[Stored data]
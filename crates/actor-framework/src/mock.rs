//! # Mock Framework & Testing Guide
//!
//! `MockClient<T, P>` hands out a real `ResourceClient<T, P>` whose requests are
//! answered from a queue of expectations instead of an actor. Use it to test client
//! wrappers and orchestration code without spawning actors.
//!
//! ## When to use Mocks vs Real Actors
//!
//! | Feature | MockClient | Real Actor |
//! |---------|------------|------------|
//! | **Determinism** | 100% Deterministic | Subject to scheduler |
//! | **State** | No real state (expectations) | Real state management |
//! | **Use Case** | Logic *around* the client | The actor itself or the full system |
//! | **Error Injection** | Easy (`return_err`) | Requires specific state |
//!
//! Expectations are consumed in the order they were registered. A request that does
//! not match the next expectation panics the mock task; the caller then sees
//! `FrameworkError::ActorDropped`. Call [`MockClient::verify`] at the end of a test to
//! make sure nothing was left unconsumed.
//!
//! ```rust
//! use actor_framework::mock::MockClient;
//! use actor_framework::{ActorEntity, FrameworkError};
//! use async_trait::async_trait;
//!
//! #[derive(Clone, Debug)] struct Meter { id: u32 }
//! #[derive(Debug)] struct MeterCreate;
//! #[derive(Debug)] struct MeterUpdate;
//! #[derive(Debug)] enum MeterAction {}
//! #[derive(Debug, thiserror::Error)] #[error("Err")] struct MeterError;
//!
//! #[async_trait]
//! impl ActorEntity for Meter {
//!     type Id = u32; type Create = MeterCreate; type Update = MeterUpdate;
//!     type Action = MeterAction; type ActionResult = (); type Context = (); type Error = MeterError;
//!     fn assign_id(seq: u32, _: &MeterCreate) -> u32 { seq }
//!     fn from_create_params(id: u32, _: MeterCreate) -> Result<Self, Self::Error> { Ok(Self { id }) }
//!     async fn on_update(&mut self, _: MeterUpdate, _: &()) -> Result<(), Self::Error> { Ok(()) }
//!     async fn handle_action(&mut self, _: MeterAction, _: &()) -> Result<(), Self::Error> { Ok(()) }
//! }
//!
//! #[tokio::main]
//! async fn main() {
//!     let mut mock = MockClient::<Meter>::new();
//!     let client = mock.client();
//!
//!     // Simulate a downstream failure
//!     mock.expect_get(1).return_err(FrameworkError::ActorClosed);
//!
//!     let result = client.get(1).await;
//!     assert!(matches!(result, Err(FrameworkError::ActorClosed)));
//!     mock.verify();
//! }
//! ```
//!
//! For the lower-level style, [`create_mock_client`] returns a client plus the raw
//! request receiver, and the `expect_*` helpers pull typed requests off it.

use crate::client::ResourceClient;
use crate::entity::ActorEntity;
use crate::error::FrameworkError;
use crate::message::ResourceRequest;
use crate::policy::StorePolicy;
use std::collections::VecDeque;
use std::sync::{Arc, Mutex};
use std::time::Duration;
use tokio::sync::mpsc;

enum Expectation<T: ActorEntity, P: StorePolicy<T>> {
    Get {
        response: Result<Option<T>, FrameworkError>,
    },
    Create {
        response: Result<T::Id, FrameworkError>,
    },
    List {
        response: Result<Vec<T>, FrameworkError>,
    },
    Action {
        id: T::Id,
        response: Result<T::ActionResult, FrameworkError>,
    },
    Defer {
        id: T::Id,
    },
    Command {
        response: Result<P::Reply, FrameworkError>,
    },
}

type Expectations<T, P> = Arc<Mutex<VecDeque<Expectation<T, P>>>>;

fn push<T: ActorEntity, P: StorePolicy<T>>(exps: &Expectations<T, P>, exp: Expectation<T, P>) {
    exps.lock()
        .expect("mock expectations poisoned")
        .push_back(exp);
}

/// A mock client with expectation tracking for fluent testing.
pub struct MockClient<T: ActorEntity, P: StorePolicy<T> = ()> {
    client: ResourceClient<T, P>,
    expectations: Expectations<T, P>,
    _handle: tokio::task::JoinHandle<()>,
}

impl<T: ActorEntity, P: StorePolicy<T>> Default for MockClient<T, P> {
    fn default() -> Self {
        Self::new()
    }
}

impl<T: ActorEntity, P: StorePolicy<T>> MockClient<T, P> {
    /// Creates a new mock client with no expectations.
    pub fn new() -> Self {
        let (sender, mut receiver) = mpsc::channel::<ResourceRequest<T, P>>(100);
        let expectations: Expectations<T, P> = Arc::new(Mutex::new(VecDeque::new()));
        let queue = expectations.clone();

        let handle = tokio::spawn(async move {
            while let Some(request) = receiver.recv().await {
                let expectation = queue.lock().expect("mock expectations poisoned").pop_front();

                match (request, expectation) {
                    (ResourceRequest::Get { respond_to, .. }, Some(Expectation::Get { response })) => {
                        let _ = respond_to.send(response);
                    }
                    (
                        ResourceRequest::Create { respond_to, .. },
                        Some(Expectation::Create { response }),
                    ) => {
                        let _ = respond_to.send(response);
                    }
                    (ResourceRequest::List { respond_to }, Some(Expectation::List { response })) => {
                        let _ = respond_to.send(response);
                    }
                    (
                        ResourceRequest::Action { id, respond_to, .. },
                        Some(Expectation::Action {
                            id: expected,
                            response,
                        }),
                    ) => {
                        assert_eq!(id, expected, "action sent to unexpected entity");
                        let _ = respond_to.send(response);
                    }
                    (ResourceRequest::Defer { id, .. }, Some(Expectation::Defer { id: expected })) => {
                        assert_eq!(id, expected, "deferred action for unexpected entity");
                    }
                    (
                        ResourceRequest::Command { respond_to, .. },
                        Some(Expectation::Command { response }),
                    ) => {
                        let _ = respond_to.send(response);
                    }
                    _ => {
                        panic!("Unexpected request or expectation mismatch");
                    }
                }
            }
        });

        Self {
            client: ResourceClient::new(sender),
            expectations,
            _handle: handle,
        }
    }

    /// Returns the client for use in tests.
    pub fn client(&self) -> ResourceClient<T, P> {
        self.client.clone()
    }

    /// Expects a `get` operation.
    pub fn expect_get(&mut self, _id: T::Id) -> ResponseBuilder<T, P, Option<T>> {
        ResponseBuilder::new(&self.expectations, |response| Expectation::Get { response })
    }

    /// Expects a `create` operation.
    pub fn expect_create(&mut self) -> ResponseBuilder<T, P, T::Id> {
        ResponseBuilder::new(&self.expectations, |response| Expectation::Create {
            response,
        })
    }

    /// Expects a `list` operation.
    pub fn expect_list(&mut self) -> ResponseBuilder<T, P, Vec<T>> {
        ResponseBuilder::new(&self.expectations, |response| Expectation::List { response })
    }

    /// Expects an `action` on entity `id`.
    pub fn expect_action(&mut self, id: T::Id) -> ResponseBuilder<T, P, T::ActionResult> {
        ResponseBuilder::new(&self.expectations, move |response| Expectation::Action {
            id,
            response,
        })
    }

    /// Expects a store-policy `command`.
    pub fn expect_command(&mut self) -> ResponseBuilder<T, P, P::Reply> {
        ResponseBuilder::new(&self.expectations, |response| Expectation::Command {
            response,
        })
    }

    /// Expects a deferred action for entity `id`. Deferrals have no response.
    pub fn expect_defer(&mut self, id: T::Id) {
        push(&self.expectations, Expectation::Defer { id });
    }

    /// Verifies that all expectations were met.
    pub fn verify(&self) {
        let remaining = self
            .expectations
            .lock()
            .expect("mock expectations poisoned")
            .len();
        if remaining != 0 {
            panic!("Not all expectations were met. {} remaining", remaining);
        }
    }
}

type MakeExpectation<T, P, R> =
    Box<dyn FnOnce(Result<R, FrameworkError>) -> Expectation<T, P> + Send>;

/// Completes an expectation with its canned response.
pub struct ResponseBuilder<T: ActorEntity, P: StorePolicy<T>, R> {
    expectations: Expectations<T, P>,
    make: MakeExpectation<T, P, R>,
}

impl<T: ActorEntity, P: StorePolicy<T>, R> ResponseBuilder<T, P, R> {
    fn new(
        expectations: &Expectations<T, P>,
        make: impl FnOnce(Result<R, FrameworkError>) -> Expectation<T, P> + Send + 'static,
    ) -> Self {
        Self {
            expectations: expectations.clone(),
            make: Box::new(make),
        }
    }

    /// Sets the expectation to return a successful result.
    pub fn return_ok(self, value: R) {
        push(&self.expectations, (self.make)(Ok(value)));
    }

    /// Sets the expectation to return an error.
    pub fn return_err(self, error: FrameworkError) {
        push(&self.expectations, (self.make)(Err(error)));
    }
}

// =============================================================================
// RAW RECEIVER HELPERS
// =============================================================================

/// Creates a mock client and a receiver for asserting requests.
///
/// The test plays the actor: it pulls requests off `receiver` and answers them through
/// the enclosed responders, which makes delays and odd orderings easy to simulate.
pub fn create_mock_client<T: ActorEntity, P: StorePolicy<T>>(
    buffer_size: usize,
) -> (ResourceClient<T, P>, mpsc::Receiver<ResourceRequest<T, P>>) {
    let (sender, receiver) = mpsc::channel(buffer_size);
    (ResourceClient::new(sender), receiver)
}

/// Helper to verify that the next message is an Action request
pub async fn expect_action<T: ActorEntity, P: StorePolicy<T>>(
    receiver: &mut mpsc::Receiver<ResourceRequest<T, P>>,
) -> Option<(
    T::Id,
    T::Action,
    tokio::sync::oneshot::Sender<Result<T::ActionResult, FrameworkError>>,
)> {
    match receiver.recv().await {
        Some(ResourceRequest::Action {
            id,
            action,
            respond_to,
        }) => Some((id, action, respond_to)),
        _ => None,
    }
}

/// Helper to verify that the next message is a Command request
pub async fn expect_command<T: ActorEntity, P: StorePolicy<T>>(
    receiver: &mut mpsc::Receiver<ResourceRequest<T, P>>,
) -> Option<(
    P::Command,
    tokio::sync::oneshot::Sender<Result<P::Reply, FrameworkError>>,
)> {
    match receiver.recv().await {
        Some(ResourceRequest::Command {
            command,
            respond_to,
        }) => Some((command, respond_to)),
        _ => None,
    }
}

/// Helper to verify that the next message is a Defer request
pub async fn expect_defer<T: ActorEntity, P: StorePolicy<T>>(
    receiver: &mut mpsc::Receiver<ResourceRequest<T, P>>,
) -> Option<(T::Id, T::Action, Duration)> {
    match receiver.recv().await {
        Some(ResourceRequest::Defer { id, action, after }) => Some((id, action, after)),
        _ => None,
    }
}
==
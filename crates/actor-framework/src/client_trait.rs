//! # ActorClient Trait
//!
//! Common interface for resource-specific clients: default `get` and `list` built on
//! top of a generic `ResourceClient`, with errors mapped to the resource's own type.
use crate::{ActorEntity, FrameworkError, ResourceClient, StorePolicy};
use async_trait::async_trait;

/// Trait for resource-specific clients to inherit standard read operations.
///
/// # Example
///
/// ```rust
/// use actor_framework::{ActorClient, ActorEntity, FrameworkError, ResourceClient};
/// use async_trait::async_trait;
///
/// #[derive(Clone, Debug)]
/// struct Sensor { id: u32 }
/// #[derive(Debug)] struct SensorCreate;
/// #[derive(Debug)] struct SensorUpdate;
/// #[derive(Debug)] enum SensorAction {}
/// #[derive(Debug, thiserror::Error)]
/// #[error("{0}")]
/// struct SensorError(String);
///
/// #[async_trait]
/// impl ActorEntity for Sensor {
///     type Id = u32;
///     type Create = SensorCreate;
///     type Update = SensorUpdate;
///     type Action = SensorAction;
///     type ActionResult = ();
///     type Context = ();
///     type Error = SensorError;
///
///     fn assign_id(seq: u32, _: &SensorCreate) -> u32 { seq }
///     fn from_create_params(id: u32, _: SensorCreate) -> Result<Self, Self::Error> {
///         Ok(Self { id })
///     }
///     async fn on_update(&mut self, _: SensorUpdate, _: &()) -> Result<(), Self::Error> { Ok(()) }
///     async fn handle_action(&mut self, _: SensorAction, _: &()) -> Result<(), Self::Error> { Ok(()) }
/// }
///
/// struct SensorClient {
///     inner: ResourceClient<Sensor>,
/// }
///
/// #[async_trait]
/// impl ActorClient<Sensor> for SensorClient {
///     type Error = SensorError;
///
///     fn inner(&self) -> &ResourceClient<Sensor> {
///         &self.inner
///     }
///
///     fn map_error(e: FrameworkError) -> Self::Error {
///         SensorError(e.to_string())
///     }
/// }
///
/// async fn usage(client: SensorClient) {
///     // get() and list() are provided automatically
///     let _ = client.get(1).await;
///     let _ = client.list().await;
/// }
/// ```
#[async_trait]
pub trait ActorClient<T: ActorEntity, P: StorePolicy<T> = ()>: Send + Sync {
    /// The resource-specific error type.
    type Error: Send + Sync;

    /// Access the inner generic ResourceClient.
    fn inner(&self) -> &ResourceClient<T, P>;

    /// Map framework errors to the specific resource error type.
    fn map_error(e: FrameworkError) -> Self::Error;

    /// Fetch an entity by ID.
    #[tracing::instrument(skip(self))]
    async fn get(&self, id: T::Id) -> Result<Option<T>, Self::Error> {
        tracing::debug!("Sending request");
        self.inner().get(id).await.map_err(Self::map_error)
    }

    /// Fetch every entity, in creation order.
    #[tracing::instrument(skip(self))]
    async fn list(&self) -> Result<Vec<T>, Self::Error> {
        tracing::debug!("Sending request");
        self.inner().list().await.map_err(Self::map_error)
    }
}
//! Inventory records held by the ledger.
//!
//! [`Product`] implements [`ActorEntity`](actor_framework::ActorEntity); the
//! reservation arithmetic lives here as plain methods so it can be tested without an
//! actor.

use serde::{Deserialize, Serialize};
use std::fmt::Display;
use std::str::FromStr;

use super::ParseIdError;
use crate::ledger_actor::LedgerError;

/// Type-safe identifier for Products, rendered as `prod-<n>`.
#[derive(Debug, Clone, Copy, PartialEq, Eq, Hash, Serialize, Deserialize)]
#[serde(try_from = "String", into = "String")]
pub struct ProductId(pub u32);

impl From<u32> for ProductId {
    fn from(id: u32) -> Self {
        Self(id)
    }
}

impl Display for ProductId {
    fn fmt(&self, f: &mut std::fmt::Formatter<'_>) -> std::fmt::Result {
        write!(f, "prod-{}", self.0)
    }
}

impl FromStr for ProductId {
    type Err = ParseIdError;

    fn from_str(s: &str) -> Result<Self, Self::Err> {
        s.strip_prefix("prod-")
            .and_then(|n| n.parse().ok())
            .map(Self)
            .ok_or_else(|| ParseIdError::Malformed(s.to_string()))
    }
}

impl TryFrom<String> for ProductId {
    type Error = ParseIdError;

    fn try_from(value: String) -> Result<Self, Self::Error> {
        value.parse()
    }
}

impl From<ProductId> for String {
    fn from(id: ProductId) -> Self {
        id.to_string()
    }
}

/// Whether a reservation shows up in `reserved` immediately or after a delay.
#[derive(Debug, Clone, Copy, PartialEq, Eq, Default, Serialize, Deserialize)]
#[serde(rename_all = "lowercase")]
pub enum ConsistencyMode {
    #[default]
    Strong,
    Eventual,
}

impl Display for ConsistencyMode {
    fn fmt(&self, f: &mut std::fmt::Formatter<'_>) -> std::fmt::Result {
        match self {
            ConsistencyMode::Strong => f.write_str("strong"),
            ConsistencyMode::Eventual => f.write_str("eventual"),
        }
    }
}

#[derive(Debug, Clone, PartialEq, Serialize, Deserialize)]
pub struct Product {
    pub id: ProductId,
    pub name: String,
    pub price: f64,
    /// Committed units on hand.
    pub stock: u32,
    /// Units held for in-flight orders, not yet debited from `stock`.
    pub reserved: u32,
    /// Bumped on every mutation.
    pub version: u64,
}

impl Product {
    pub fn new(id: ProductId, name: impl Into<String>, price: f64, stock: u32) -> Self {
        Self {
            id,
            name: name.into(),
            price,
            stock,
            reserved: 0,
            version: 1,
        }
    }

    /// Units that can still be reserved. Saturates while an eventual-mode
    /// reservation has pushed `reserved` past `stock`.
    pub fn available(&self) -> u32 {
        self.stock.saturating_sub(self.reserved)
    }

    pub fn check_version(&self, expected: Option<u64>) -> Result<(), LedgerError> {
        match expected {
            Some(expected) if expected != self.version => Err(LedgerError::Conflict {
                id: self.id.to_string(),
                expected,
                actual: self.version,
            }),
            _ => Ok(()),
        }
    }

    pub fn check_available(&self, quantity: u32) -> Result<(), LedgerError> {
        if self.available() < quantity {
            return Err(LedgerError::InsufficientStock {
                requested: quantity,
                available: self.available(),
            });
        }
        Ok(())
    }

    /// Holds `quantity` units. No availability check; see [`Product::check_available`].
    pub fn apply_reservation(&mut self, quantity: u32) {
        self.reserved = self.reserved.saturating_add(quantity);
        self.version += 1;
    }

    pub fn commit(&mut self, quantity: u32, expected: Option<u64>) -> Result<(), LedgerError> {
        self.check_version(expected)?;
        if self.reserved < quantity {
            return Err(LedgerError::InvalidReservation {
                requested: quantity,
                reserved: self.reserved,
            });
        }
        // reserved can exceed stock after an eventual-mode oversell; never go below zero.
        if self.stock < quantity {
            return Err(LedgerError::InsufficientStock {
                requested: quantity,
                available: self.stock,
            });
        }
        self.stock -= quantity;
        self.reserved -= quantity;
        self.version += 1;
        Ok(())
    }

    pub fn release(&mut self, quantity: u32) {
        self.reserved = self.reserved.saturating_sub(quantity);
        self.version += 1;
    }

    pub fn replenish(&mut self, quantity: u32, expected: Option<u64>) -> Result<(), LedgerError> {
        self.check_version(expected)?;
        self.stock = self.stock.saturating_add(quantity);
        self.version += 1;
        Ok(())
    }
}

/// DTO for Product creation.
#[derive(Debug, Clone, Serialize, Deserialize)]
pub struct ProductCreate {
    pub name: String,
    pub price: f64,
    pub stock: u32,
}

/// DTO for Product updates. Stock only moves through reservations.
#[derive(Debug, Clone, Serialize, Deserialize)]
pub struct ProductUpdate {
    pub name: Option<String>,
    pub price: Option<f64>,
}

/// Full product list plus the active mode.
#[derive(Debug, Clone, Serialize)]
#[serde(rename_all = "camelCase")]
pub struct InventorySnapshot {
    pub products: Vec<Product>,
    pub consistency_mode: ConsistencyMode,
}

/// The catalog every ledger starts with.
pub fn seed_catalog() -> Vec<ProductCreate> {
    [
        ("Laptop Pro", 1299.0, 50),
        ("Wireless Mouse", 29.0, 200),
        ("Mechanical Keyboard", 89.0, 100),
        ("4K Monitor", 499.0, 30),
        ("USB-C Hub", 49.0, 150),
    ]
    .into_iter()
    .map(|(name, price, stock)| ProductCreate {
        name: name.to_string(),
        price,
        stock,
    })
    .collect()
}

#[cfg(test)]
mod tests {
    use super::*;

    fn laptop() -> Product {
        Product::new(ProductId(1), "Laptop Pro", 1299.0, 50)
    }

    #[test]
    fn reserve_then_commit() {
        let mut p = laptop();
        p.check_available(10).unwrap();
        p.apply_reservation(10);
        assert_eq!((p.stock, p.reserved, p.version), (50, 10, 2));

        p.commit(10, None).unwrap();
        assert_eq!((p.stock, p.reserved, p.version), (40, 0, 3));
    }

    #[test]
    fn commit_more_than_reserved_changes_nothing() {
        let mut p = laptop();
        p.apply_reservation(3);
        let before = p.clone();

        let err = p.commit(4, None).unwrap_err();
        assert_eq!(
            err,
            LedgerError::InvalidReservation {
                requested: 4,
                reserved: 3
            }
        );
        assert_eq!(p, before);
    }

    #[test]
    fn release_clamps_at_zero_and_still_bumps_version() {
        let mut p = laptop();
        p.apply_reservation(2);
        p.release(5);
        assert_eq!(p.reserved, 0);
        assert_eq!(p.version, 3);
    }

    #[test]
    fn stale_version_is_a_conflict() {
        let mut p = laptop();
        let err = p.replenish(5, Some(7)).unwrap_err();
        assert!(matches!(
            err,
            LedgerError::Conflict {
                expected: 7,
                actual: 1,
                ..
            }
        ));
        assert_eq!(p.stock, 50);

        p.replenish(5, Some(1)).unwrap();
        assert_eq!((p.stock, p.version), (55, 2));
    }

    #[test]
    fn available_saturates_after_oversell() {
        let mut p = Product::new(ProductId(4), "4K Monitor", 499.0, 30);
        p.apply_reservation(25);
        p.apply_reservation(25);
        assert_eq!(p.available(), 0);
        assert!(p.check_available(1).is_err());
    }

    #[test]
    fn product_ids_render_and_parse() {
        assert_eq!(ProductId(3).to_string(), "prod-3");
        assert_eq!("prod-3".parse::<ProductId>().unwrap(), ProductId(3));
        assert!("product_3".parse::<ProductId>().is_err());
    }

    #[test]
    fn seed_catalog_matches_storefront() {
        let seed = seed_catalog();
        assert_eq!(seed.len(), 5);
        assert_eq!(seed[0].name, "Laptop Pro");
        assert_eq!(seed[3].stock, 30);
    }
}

- [Problem to solve] Copy range, inclusive: the line holding "pub fn new()" to the line holding "while let Some(request)". Reproduce exactly those lines of the records above and no others.

- [Reply]
    pub fn new() -> Self {
        let (sender, mut receiver) = mpsc::channel::<ResourceRequest<T, P>>(100);
        let expectations: Expectations<T, P> = Arc::new(Mutex::new(VecDeque::new()));
        let queue = expectations.clone();

        let handle = tokio::spawn(async move {
            while let Some(request) = receiver.recv().await {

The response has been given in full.